The most ancient papyrus examples go back to the first or second century and consist of fragments of single sheets with schoolchildren’s exercises of grammar and penmanship: some  are attempts to write literary texts reworking lines from the Aeneid; some others contain repetitions of a single line, often selected because it contains almost all letters of the alphabet, in order to practice the writing of elegant ancient cursive. A famous sample of papyrus containing handwriting exercises is provided by PHawara24, a picture of which is available on MNAMON or on the website that collects all the Papyri Hawara.

Notably, some fragments are bilingual: the text of the Aeneid is split into two columns, one containing the original Latin text, and the other exhibiting a non-literary Greek translation. These fragments were part of medium-sized (almost 30 cm in both height and width), unadorned codices in papyrus or parchment, produced in or for schools; they might have been used by Greek-speaking citizens who wished to enter an administrative career, for which a knowledge of Latin was mandatory.
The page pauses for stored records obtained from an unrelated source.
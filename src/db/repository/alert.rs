use chrono::NaiveDateTime;
use rusqlite::{params, Connection, OptionalExtension};
use uuid::Uuid;

use super::{format_datetime, parse_datetime, parse_enum, parse_optional_uuid, parse_uuid};
use crate::db::DatabaseError;
use crate::models::enums::{AlertParameter, AlertStatus};
use crate::models::{Alert, AlertWithPatient};

const ALERT_COLUMNS: &str = "a.id, a.patient_id, a.consultation_id, a.severity, a.status, \
     a.message, a.parameter, a.value, a.threshold, a.created_at, a.resolved_at";

/// Insert an alert row.
pub fn insert_alert(conn: &Connection, alert: &Alert) -> Result<(), DatabaseError> {
    conn.execute(
        "INSERT INTO alerts (id, patient_id, consultation_id, severity, status, message,
         parameter, value, threshold, created_at, resolved_at)
         VALUES (?1, ?2, ?3, ?4, ?5, ?6, ?7, ?8, ?9, ?10, ?11)",
        params![
            alert.id.to_string(),
            alert.patient_id.to_string(),
            alert.consultation_id.map(|id| id.to_string()),
            alert.severity.as_str(),
            alert.status.as_str(),
            alert.message,
            alert.parameter.map(|p| p.as_str()),
            alert.value,
            alert.threshold,
            format_datetime(&alert.created_at),
            alert.resolved_at.as_ref().map(format_datetime),
        ],
    )?;
    Ok(())
}

pub fn get_alert(conn: &Connection, id: &Uuid) -> Result<Option<Alert>, DatabaseError> {
    let sql = format!("SELECT {ALERT_COLUMNS} FROM alerts a WHERE a.id = ?1");
    conn.query_row(&sql, params![id.to_string()], row_to_alert)
        .optional()
        .map_err(DatabaseError::from)
}

/// All active alerts joined with their patient, newest first.
pub fn get_active_alerts(conn: &Connection) -> Result<Vec<AlertWithPatient>, DatabaseError> {
    let sql = format!(
        "SELECT {ALERT_COLUMNS}, p.full_name, p.patient_code
         FROM alerts a
         JOIN patients p ON p.id = a.patient_id
         WHERE a.status = 'active'
         ORDER BY a.created_at DESC, a.rowid DESC"
    );
    let mut stmt = conn.prepare(&sql)?;
    let rows = stmt.query_map([], |row| {
        Ok(AlertWithPatient {
            alert: row_to_alert(row)?,
            patient_name: row.get(11)?,
            patient_code: row.get(12)?,
        })
    })?;
    rows.collect::<Result<Vec<_>, _>>().map_err(DatabaseError::from)
}

/// Every alert of a patient regardless of status, newest first.
pub fn get_alerts_by_patient(
    conn: &Connection,
    patient_id: &Uuid,
) -> Result<Vec<Alert>, DatabaseError> {
    let sql = format!(
        "SELECT {ALERT_COLUMNS} FROM alerts a
         WHERE a.patient_id = ?1
         ORDER BY a.created_at DESC, a.rowid DESC"
    );
    let mut stmt = conn.prepare(&sql)?;
    let rows = stmt.query_map(params![patient_id.to_string()], row_to_alert)?;
    rows.collect::<Result<Vec<_>, _>>().map_err(DatabaseError::from)
}

/// Active alerts of a patient, newest first.
pub fn get_active_alerts_for_patient(
    conn: &Connection,
    patient_id: &Uuid,
) -> Result<Vec<Alert>, DatabaseError> {
    let sql = format!(
        "SELECT {ALERT_COLUMNS} FROM alerts a
         WHERE a.patient_id = ?1 AND a.status = 'active'
         ORDER BY a.created_at DESC, a.rowid DESC"
    );
    let mut stmt = conn.prepare(&sql)?;
    let rows = stmt.query_map(params![patient_id.to_string()], row_to_alert)?;
    rows.collect::<Result<Vec<_>, _>>().map_err(DatabaseError::from)
}

/// Newest active alert for a patient on one parameter.
pub fn find_active_alert(
    conn: &Connection,
    patient_id: &Uuid,
    parameter: AlertParameter,
) -> Result<Option<Alert>, DatabaseError> {
    let sql = format!(
        "SELECT {ALERT_COLUMNS} FROM alerts a
         WHERE a.patient_id = ?1 AND a.parameter = ?2 AND a.status = 'active'
         ORDER BY a.created_at DESC, a.rowid DESC
         LIMIT 1"
    );
    conn.query_row(
        &sql,
        params![patient_id.to_string(), parameter.as_str()],
        row_to_alert,
    )
    .optional()
    .map_err(DatabaseError::from)
}

/// Move exactly one alert from `from` to `to`, setting its resolution time.
/// The row only changes while it is still in `from`; `Ok(None)` means the
/// alert exists but has already left that status.
pub fn update_alert_status(
    conn: &Connection,
    id: &Uuid,
    from: AlertStatus,
    to: AlertStatus,
    resolved_at: Option<NaiveDateTime>,
) -> Result<Option<Alert>, DatabaseError> {
    let affected = conn.execute(
        "UPDATE alerts SET status = ?1, resolved_at = ?2 WHERE id = ?3 AND status = ?4",
        params![
            to.as_str(),
            resolved_at.as_ref().map(format_datetime),
            id.to_string(),
            from.as_str(),
        ],
    )?;
    let alert = get_alert(conn, id)?.ok_or_else(|| alert_not_found(id))?;
    Ok((affected > 0).then_some(alert))
}

/// Replace the finding carried by an existing alert: severity, message,
/// value, threshold and triggering consultation. Status and timestamps
/// are left alone.
pub fn refresh_alert(conn: &Connection, alert: &Alert) -> Result<(), DatabaseError> {
    let affected = conn.execute(
        "UPDATE alerts SET consultation_id = ?1, severity = ?2, message = ?3,
         value = ?4, threshold = ?5
         WHERE id = ?6",
        params![
            alert.consultation_id.map(|id| id.to_string()),
            alert.severity.as_str(),
            alert.message,
            alert.value,
            alert.threshold,
            alert.id.to_string(),
        ],
    )?;
    if affected == 0 {
        return Err(alert_not_found(&alert.id));
    }
    Ok(())
}

fn alert_not_found(id: &Uuid) -> DatabaseError {
    DatabaseError::NotFound {
        entity_type: "alert".into(),
        id: id.to_string(),
    }
}

fn row_to_alert(row: &rusqlite::Row) -> Result<Alert, rusqlite::Error> {
    let id: String = row.get(0)?;
    let patient_id: String = row.get(1)?;
    let severity: String = row.get(3)?;
    let status: String = row.get(4)?;
    let parameter: Option<String> = row.get(6)?;
    let created: String = row.get(9)?;
    let resolved: Option<String> = row.get(10)?;

    Ok(Alert {
        id: parse_uuid(0, &id)?,
        patient_id: parse_uuid(1, &patient_id)?,
        consultation_id: parse_optional_uuid(2, row.get(2)?)?,
        severity: parse_enum(3, &severity)?,
        status: parse_enum(4, &status)?,
        message: row.get(5)?,
        parameter: parameter.map(|p| parse_enum(6, &p)).transpose()?,
        value: row.get(7)?,
        threshold: row.get(8)?,
        created_at: parse_datetime(9, &created)?,
        resolved_at: resolved.map(|r| parse_datetime(10, &r)).transpose()?,
    })
}

#[cfg(test)]
mod tests {
    use super::*;
    use crate::db::repository::insert_patient;
    use crate::db::sqlite::open_memory_database;
    use crate::models::enums::{AlertSeverity, CkdStage};
    use crate::models::Patient;

    fn seed_patient(conn: &Connection) -> Uuid {
        let now = chrono::Local::now().naive_local();
        let patient = Patient {
            id: Uuid::new_v4(),
            full_name: "Fatou Sow".into(),
            age: 71,
            patient_code: format!("CKD-2026-{}", &Uuid::new_v4().simple().to_string()[..4]),
            ckd_stage: CkdStage::Stage4,
            medical_history: None,
            created_at: now,
            updated_at: now,
        };
        insert_patient(conn, &patient).unwrap();
        patient.id
    }

    fn make_alert(patient_id: Uuid, parameter: AlertParameter) -> Alert {
        Alert {
            id: Uuid::new_v4(),
            patient_id,
            consultation_id: None,
            severity: AlertSeverity::Warning,
            status: AlertStatus::Active,
            message: "Elevated blood pressure: 150/92 mmHg".into(),
            parameter: Some(parameter),
            value: Some("150/92".into()),
            threshold: Some("140/90".into()),
            created_at: chrono::Local::now().naive_local(),
            resolved_at: None,
        }
    }

    #[test]
    fn insert_and_retrieve_alert() {
        let conn = open_memory_database().unwrap();
        let patient_id = seed_patient(&conn);
        let alert = make_alert(patient_id, AlertParameter::BloodPressure);
        insert_alert(&conn, &alert).unwrap();

        let loaded = get_alert(&conn, &alert.id).unwrap().unwrap();
        assert_eq!(loaded.parameter, Some(AlertParameter::BloodPressure));
        assert_eq!(loaded.value.as_deref(), Some("150/92"));
        assert_eq!(loaded.status, AlertStatus::Active);
        assert!(loaded.consultation_id.is_none());
    }

    #[test]
    fn active_alerts_join_patient() {
        let conn = open_memory_database().unwrap();
        let patient_id = seed_patient(&conn);
        insert_alert(&conn, &make_alert(patient_id, AlertParameter::Egfr)).unwrap();

        let active = get_active_alerts(&conn).unwrap();
        assert_eq!(active.len(), 1);
        assert_eq!(active[0].patient_name, "Fatou Sow");
    }

    #[test]
    fn resolve_sets_timestamp_and_leaves_active_list() {
        let conn = open_memory_database().unwrap();
        let patient_id = seed_patient(&conn);
        let alert = make_alert(patient_id, AlertParameter::Weight);
        insert_alert(&conn, &alert).unwrap();

        let now =
            NaiveDateTime::parse_from_str("2026-04-02 11:30:00", "%Y-%m-%d %H:%M:%S").unwrap();
        let updated = update_alert_status(
            &conn,
            &alert.id,
            AlertStatus::Active,
            AlertStatus::Resolved,
            Some(now),
        )
        .unwrap()
        .unwrap();
        assert_eq!(updated.status, AlertStatus::Resolved);
        assert_eq!(updated.resolved_at, Some(now));

        assert!(get_active_alerts(&conn).unwrap().is_empty());
        assert_eq!(get_alerts_by_patient(&conn, &patient_id).unwrap().len(), 1);
    }

    #[test]
    fn update_missing_alert_fails() {
        let conn = open_memory_database().unwrap();
        let result = update_alert_status(
            &conn,
            &Uuid::new_v4(),
            AlertStatus::Active,
            AlertStatus::Acknowledged,
            None,
        );
        assert!(matches!(result, Err(DatabaseError::NotFound { .. })));
    }

    #[test]
    fn update_from_stale_status_leaves_row_untouched() {
        let conn = open_memory_database().unwrap();
        let patient_id = seed_patient(&conn);
        let alert = make_alert(patient_id, AlertParameter::Egfr);
        insert_alert(&conn, &alert).unwrap();

        let at = |s: &str| NaiveDateTime::parse_from_str(s, "%Y-%m-%d %H:%M:%S").unwrap();
        let (first, later) = (at("2026-04-02 11:30:00"), at("2026-04-02 14:00:00"));
        let resolved = update_alert_status(
            &conn,
            &alert.id,
            AlertStatus::Active,
            AlertStatus::Resolved,
            Some(first),
        )
        .unwrap();
        assert!(resolved.is_some());

        // A second writer that still believes the alert is active.
        let stale = update_alert_status(
            &conn,
            &alert.id,
            AlertStatus::Active,
            AlertStatus::Resolved,
            Some(later),
        )
        .unwrap();
        assert!(stale.is_none());
        assert_eq!(get_alert(&conn, &alert.id).unwrap().unwrap().resolved_at, Some(first));
    }

    #[test]
    fn find_active_alert_ignores_other_parameters_and_statuses() {
        let conn = open_memory_database().unwrap();
        let patient_id = seed_patient(&conn);

        let acknowledged = make_alert(patient_id, AlertParameter::Creatinine);
        insert_alert(&conn, &acknowledged).unwrap();
        update_alert_status(
            &conn,
            &acknowledged.id,
            AlertStatus::Active,
            AlertStatus::Acknowledged,
            None,
        )
        .unwrap();
        insert_alert(&conn, &make_alert(patient_id, AlertParameter::Egfr)).unwrap();

        assert!(find_active_alert(&conn, &patient_id, AlertParameter::Creatinine)
            .unwrap()
            .is_none());
        assert!(find_active_alert(&conn, &patient_id, AlertParameter::Egfr)
            .unwrap()
            .is_some());
    }

    #[test]
    fn refresh_replaces_finding_fields_only() {
        let conn = open_memory_database().unwrap();
        let patient_id = seed_patient(&conn);
        let mut alert = make_alert(patient_id, AlertParameter::BloodPressure);
        insert_alert(&conn, &alert).unwrap();

        alert.severity = AlertSeverity::Critical;
        alert.value = Some("185/95".into());
        alert.threshold = Some("180/110".into());
        alert.status = AlertStatus::Resolved;
        refresh_alert(&conn, &alert).unwrap();

        let loaded = get_alert(&conn, &alert.id).unwrap().unwrap();
        assert_eq!(loaded.severity, AlertSeverity::Critical);
        assert_eq!(loaded.value.as_deref(), Some("185/95"));
        assert_eq!(loaded.status, AlertStatus::Active);
    }
}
A few codex fragments distribute text and translation into four columns in order to save space: they are written in common cursive and were probably meant for private use. Some fragments may be connected to large-format codices, identifiable with luxury editions of Virgil’s works or with copies intended for scholars, although it is occasionally difficult to ascertain the original purpose of isolated specimens.

The Antinopolis Papyrus 29 (Pack3 n. 2937), for example, consists of five fragments belonging to a single sheet and containing the end of Georgics 2 and the beginning of Georgics 3: the original codex was of a large format (the average dimensions being 37.5 x 25 cm, according to Seider), with margins wide enough to receive a commentary, and with headings and explicit in red. The codex, probably a luxury item for a learned Middle Eastern collector, may have been produced in the fourth-fifth century in Egypt, where it was found (see Petrucci), or in Syria (Lowe). It is written in uncial, a script designed exclusively for book copying, and contains some interesting interlinear glosses and an argumentum to Georgics 3.

Texts inscribed on makeshift materials, such as ostraca or wax tablets, may also preserve noteworthy documents. Some remarkable handwriting worksheets, going back to the first or second century CE, were discovered in Vindolanda (Chesterholm, close to the Scottish border): a line from Virgil seems even to have been enriched by some sort of illumination (Tab. Vindoland. 2.121, Pack3 n.3026.82).

The corpus of 35 papyrus witnesses of Virgil’s poems, recently edited by Scappaticcio, proves, on the one hand, the widespread notoriety of Virgil among different social classes, even in the marginal areas of the Roman Empire. On the other hand, it demonstrates that the poet’s works were usually engaged with not only by students and schoolmasters in primary and secondary education, but also by learned and upper class readers.